ALPHA CHROME YAYO — Snuff ’em Out (Choke LP)
Belfast producer Alpha Chrome Yayo (or ‘Pete’ according to liner notes) has just released a chillwave/jazz-noir/electro-funk/horror drone album inspired by the “wretched lullaby” of an ice-cream van wheezing outside his house late at night. Which sounds odd enough till you find out his next release is a vaporwave-pop concept album about a virtual golf course. There’s plenty more synth left turns in his back catalogue, including a brilliant cover of Moroder’s ‘Gina and Elvira’s Theme’ from Scarface.
‘Snuff ’em Out’ has the most overt noir soundtrack vibe on the album, and kinda sounds like a banjaxed Danny Elfman synth version of the Twin Peaks jazz interludes.
ACTIVE PRESENCE — montreaux smooth (fresh LP)
Like his 2019 album Tropical Mess, this new one from Co Down producer Active Presence should also be floating around your head as a whole. While Tropical Mess had a smudgier, analogue feel — right down to the childhood pic with the Irish orange and brown carpet — fresh is more in line with other Vaporwave and future-funk releases on the Business Casual label. With most tracks under two minutes, it’s a hyper-vibrant glitchy rollercoaster with 100 tabs open at once.
VATICAN SHADOW — Inherit the Ruins (American Flesh For Violence LP)
Dominic Fernow’s first proper Vatican Shadow album since 2016 comes near the end of an extensive remaster/reissue project that began last year with monthly recaps of his hard to track down limited releases. American Flesh For Violence is packed with militarised techno, sand-blasted breaks and dark ambience, with remixes from Alessandro Cortini, Ancient Methods, JK Flesh, and CUB (Regis & Mønic). The slowly decaying ‘Inherit the Ruins has an submerged Drexciyan vibe wafting through.
JIM GUTHRIE — Into the Dark (Below OST Volume II)
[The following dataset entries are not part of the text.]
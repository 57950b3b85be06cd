use super::*;

#[test]
fn startpos_red_moves() {
    let mut pos = Position::start();
    let moves = legal_moves(&mut pos);
    // Four front-row men; the man on column 7 has only one forward diagonal.
    assert_eq!(moves.len(), 7);
    assert!(moves.iter().all(|mv| !mv.is_capture()));
    assert!(moves.iter().all(|mv| mv.mover == PieceClass::Man));
}

#[test]
fn startpos_contains_edge_step() {
    // Red man at (5,1) stepping to (4,0): plain move, nothing captured.
    let mut pos = Position::start();
    let piece = pos.find_piece(Side::Red, PieceClass::Man, 5, 1).unwrap();
    let moves = legal_moves(&mut pos);
    assert!(moves.contains(&Move::step(piece, PieceClass::Man, 4, 0)));
}

#[test]
fn all_moves_stay_in_bounds() {
    let mut pos = Position::start();
    for _ in 0..4 {
        let moves = legal_moves(&mut pos);
        for mv in &moves {
            assert!(mv.row < 8 && mv.col < 8, "move out of bounds: {:?}", mv);
        }
        let mv = moves[0];
        pos.apply(&mv).unwrap();
    }
}

#[test]
fn man_capture_found_and_threat_recorded() {
    let mut pos = Position::empty(Side::Red);
    let attacker = pos.add_piece(Side::Red, PieceClass::Man, 3, 3);
    let victim = pos.add_piece(Side::Black, PieceClass::Man, 2, 4);

    let moves = legal_moves(&mut pos);
    let expected = Move::jump(
        attacker,
        PieceClass::Man,
        1,
        5,
        Capture {
            piece: victim,
            class: PieceClass::Man,
        },
    );
    assert!(moves.contains(&expected));
    assert!(pos.threats(Side::Red).contains(&victim));
}

#[test]
fn capture_over_king_records_king_class() {
    let mut pos = Position::empty(Side::Red);
    let attacker = pos.add_piece(Side::Red, PieceClass::Man, 3, 3);
    let victim = pos.add_piece(Side::Black, PieceClass::King, 2, 2);

    let moves = legal_moves(&mut pos);
    let jump = moves
        .iter()
        .find(|mv| mv.is_capture())
        .expect("capture over king");
    assert_eq!(jump.row, 1);
    assert_eq!(jump.col, 1);
    assert_eq!(
        jump.capture,
        Some(Capture {
            piece: victim,
            class: PieceClass::King,
        })
    );
}

#[test]
fn capture_blocked_by_occupied_landing() {
    let mut pos = Position::empty(Side::Red);
    pos.add_piece(Side::Red, PieceClass::Man, 3, 3);
    pos.add_piece(Side::Black, PieceClass::Man, 2, 4);
    pos.add_piece(Side::Black, PieceClass::Man, 1, 5);

    let moves = legal_moves(&mut pos);
    assert!(moves.iter().all(|mv| !mv.is_capture()));
}

#[test]
fn threat_list_accumulates_across_generations() {
    let mut pos = Position::empty(Side::Red);
    pos.add_piece(Side::Red, PieceClass::Man, 3, 3);
    pos.add_piece(Side::Black, PieceClass::Man, 2, 4);

    legal_moves(&mut pos);
    assert_eq!(pos.threat_len(Side::Red), 1);
    // Nothing clears the list between calls; growth is cumulative.
    legal_moves(&mut pos);
    assert_eq!(pos.threat_len(Side::Red), 2);
}

#[test]
fn men_never_move_backward() {
    let mut pos = Position::empty(Side::Red);
    pos.add_piece(Side::Red, PieceClass::Man, 3, 3);
    let moves = legal_moves(&mut pos);
    assert_eq!(moves.len(), 2);
    assert!(moves.iter().all(|mv| mv.row == 2));

    let mut pos = Position::empty(Side::Black);
    pos.add_piece(Side::Black, PieceClass::Man, 3, 3);
    let moves = legal_moves(&mut pos);
    assert_eq!(moves.len(), 2);
    assert!(moves.iter().all(|mv| mv.row == 4));
}

#[test]
fn kings_move_in_all_four_directions() {
    let mut pos = Position::empty(Side::Red);
    pos.add_piece(Side::Red, PieceClass::King, 4, 4);
    let moves = legal_moves(&mut pos);
    let mut dests: Vec<(usize, usize)> = moves.iter().map(|mv| (mv.row, mv.col)).collect();
    dests.sort_unstable();
    assert_eq!(dests, vec![(3, 3), (3, 5), (5, 3), (5, 5)]);
}

#[test]
fn king_moves_enumerate_before_man_moves() {
    let mut pos = Position::empty(Side::Red);
    pos.add_piece(Side::Red, PieceClass::Man, 5, 1);
    pos.add_piece(Side::Red, PieceClass::King, 4, 4);

    let moves = legal_moves(&mut pos);
    let first_man = moves
        .iter()
        .position(|mv| mv.mover == PieceClass::Man)
        .unwrap();
    assert!(moves[..first_man]
        .iter()
        .all(|mv| mv.mover == PieceClass::King));
    assert!(moves[first_man..]
        .iter()
        .all(|mv| mv.mover == PieceClass::Man));
}

#[test]
fn fully_blocked_side_has_no_moves() {
    // Red man hemmed in: both forward diagonals hold black men, one jump
    // lands out of bounds and the other landing square is occupied.
    let mut pos = Position::empty(Side::Red);
    pos.add_piece(Side::Red, PieceClass::Man, 5, 1);
    pos.add_piece(Side::Black, PieceClass::Man, 4, 0);
    pos.add_piece(Side::Black, PieceClass::Man, 4, 2);
    pos.add_piece(Side::Black, PieceClass::Man, 3, 3);

    let moves = legal_moves(&mut pos);
    assert!(moves.is_empty());
}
I’ve never played the dungeon exploration role-playing game Below, but its bleak, dark ambient soundtrack is stunning, and holds up as a stand-alone work. Canadian producer Jim Guthrie plumbs the cavernous depths with nods to John Carpenter, The Black Dog, Pye Corner Audio and video nasty analogue synth scores. ‘Into the Dark’ curdles with mid-tempo melancholy dread.
NINE INCH NAILS — Letting Go While Holding On (Together LP)
After a few weeks of everyone on social media trading ambient playlists, mindfulness tips and slow life mantras, Trent Reznor and Atticus Ross wafted into the conversation with the double album Ghosts V-VI. They said that “Ghosts V: Together is for when things seem like they might be okay, and Ghosts VI: Locusts… well, you’ll figure it out.”
I’ve been letting the minimal ambient drones like this on Together weave through me ever since, but I’m skipping Locusts for the time being, just in case.
ROGER ENO & BRIAN ENO — Spring Frost
In the liner notes to Brian Eno’s inconic year-zero album Ambient 1: Music For Airport, he wrote that he wanted to create music that would “induce calm and a space to think”. He’s largely acheived that in the decades since, through albums like his Ambient 1-4 series, Apollo Soundtracks, Thursday Afternoon and Reflection, and generative ambient apps such as Bloom and Scape.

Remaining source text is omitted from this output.